Exercise: The lines below, beginning at the one that contains "let query = spec.query_from(&args);" and ending at the last, are to be retyped exactly.

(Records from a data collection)
impl Dispatcher {
    pub fn new(forwarder: Arc<RequestForwarder>) -> Self {
        Self { forwarder }
    }

    /// Handle one request. Notifications return `None` (no response on
    /// the wire).
    pub async fn handle(&self, request: McpRequest) -> Option<McpResponse> {
        let Some(id) = request.id.clone() else {
            tracing::debug!(method = %request.method, "Ignoring notification");
            return None;
        };

        let response = match request.method.as_str() {
            "initialize" => McpResponse::success(id, self.initialize_result()),
            "ping" => McpResponse::success(id, json!({})),
            "tools/list" => McpResponse::success(id, json!({ "tools": self.tool_list() })),
            "tools/call" => self.tools_call(id, &request.params).await,
            "resources/templates/list" => {
                McpResponse::success(id, json!({ "resourceTemplates": self.resource_templates() }))
            }
            "resources/read" => self.resources_read(id, &request.params).await,
            other => {
                McpResponse::error(id, -32601, format!("Method not found: {other}"))
            }
        };
        Some(response)
    }

    fn initialize_result(&self) -> Value {
        json!({
            "protocolVersion": PROTOCOL_VERSION,
            "capabilities": {
                "tools": { "listChanged": false },
                "resources": { "listChanged": false }
            },
            "serverInfo": {
                "name": SERVER_NAME,
                "version": env!("CARGO_PKG_VERSION"),
            }
        })
    }

    // ── Tools ────────────────────────────────────────────────────────────

    fn tool_list(&self) -> Vec<Value> {
        let mut tools: Vec<Value> = catalog::ENDPOINTS
            .iter()
            .map(|spec| {
                json!({
                    "name": spec.name,
                    "description": spec.title,
                    "inputSchema": spec.input_schema(),
                })
            })
            .collect();

        tools.push(json!({
            "name": "appliance_live_status",
            "description": "Run a live operational-status command against an appliance",
            "inputSchema": {
                "type": "object",
                "properties": {
                    "appliance": { "type": "string", "description": "Appliance name" },
                    "command": {
                        "type": "string",
                        "description": "Command reference",
                        "enum": commands::live_status().references(),
                    },
                    "org": { "type": "string", "description": "Organization name, required by per-org commands" },
                    "fetch": { "type": "string", "description": "Fetch mode, e.g. 'all'" },
                    "filters": { "type": "string", "description": "Optional response filter expression" }
                },
                "required": ["appliance", "command"]
            }
        }));
        tools.push(json!({
            "name": "eip_cache_lookup",
            "description": "Query the EIP agent cache through the portal API",
            "inputSchema": {
                "type": "object",
                "properties": {
                    "command": {
                        "type": "string",
                        "description": "Cache query reference",
                        "enum": commands::eip_cache().references(),
                    },
                    "org": { "type": "string", "description": "Organization name, required by per-org queries" }
                },
                "required": ["command"]
            }
        }));
        tools.push(json!({
            "name": "fetch_all_records",
            "description": "Fetch every record of a paged collection endpoint, following offsets automatically",
            "inputSchema": {
                "type": "object",
                "properties": {
                    "path": { "type": "string", "description": "Paged endpoint path, e.g. /vnms/assets/asset" },
                    "fields": { "type": "string", "description": "Comma-separated field selector" },
                    "offset": { "type": "integer", "description": "Starting offset (default 0)" },
                    "limit": { "type": "integer", "description": "Page size (default 25)" },
                    "max_records": { "type": "integer", "description": "Record ceiling (default 1000)" }
                },
                "required": ["path"]
            }
        }));
        tools
    }

    async fn tools_call(&self, id: Value, params: &Value) -> McpResponse {
        let Some(name) = params.get("name").and_then(Value::as_str) else {
            return McpResponse::error(id, -32602, "tools/call requires a 'name' parameter");
        };
        let empty = Map::new();
        let args = params
            .get("arguments")
            .and_then(Value::as_object)
            .unwrap_or(&empty);

        tracing::info!(tool = name, "Tool call");

        let outcome = match name {
            "appliance_live_status" => self.call_live_status(args).await,
            "eip_cache_lookup" => self.call_eip_cache(args).await,
            "fetch_all_records" => self.call_fetch_all(args).await,
            other => match catalog::find(other) {
                Some(spec) => self.call_catalog(spec, args).await,
                None => {
                    return McpResponse::error(id, -32602, format!("Unknown tool: {other}"));
                }
            },
        };

        match outcome {
            Ok(payload) => McpResponse::success(id, tool_result(&payload, false)),
            Err(err) => {
                tracing::warn!(tool = name, error = %err, "Tool call failed");
                McpResponse::success(id, tool_result(&json!({ "error": err.to_string() }), true))
            }
        }
    }

    async fn call_catalog(
        &self,
        spec: &catalog::EndpointSpec,
        args: &Map<String, Value>,
    ) -> anyhow::Result<Value> {
        let path = spec.build_path(args)?;
        let query = spec.query_from(args);
        self.forwarder.forward(&path, Method::Get, &query, None).await
    }

    async fn call_live_status(&self, args: &Map<String, Value>) -> anyhow::Result<Value> {
        let appliance = require_str(args, "appliance")?;
        let reference = require_str(args, "command")?;
        let org = args.get("org").and_then(Value::as_str);

        let resolved = match commands::live_status().resolve(reference, org) {
            Ok(resolved) => resolved,
            // Resolution failures are answers, not faults: the payload
            // enumerates what the caller should have sent.
            Err(err) => return Ok(err.to_payload()),
        };

        // The resolved command carries pre-encoded %2F segments; it must
        // ride in the path verbatim, never through query encoding.
        let path = format!("/vnms/dashboard/appliance/{appliance}/live?command={resolved}");
        let query = filter_query(&[
            ("fetch", args.get("fetch").map(value_as_string)),
            ("filters", args.get("filters").map(value_as_string)),
        ]);

        self.forwarder.forward(&path, Method::Get, &query, None).await
    }

    async fn call_eip_cache(&self, args: &Map<String, Value>) -> anyhow::Result<Value> {
        let reference = require_str(args, "command")?;
        let org = args.get("org").and_then(Value::as_str);

        let resolved = match commands::eip_cache().resolve(reference, org) {
            Ok(resolved) => resolved,
            Err(err) => return Ok(err.to_payload()),
        };

        let path = format!("/portalapi/v1/{resolved}");
        self.forwarder.forward(&path, Method::Get, &[], None).await
    }

    async fn call_fetch_all(&self, args: &Map<String, Value>) -> anyhow::Result<Value> {
        let path = require_str(args, "path")?;
        if !path.starts_with('/') {
            anyhow::bail!("'path' must start with '/'");
        }
        let fields = args.get("fields").and_then(Value::as_str);
        let offset = args.get("offset").and_then(Value::as_u64).unwrap_or(0);
        let limit = args
            .get("limit")
            .and_then(Value::as_u64)
            .unwrap_or(DEFAULT_PAGE_LIMIT);
        let max_records = args
            .get("max_records")
            .and_then(Value::as_u64)
            .unwrap_or(DEFAULT_MAX_RECORDS);

        let pages = ForwarderPages(self.forwarder.as_ref());
        let aggregate =
            paginate::fetch_all(&pages, path, fields, offset, limit, max_records).await?;
        Ok(aggregate.into_payload())
    }

    // ── Resources ────────────────────────────────────────────────────────

    fn resource_templates(&self) -> Vec<Value> {
        catalog::ENDPOINTS
            .iter()
            .map(|spec| {
                let mut template = format!("sdwan:///{}", spec.name);
                let params: Vec<&str> = spec
                    .path_params
                    .iter()
                    .chain(spec.query_params.iter())
                    .copied()
                    .collect();
                if !params.is_empty() {
                    template.push_str(&format!("{{?{}}}", params.join(",")));
                }
                json!({
                    "uriTemplate": template,
                    "name": spec.name,
                    "description": spec.title,
                    "mimeType": "application/json",
                })
            })
            .collect()
    }

    async fn resources_read(&self, id: Value, params: &Value) -> McpResponse {
        let Some(uri) = params.get("uri").and_then(Value::as_str) else {
            return McpResponse::error(id, -32602, "resources/read requires a 'uri' parameter");
        };

        match self.read_resource(uri).await {
            Ok(text) => McpResponse::success(
                id,
                json!({
                    "contents": [{
                        "uri": uri,
                        "mimeType": "application/json",
                        "text": text,
                    }]
                }),
            ),
            Err(err) => McpResponse::error(id, -32002, format!("Resource read failed: {err}")),
        }
    }

    async fn read_resource(&self, uri: &str) -> anyhow::Result<String> {
        let (name, args) = parse_resource_uri(uri)?;
        let spec = catalog::find(&name)
            .ok_or_else(|| anyhow::anyhow!("unknown endpoint '{name}'"))?;

        let path = spec.build_path(&args)?;
        let query = spec.query_from(&args);
        self.forwarder
            .forward_raw(&path, Method::Get, &query, None)
            .await
    }
}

Output:
        let query = spec.query_from(&args);
        self.forwarder
            .forward_raw(&path, Method::Get, &query, None)
            .await
    }
}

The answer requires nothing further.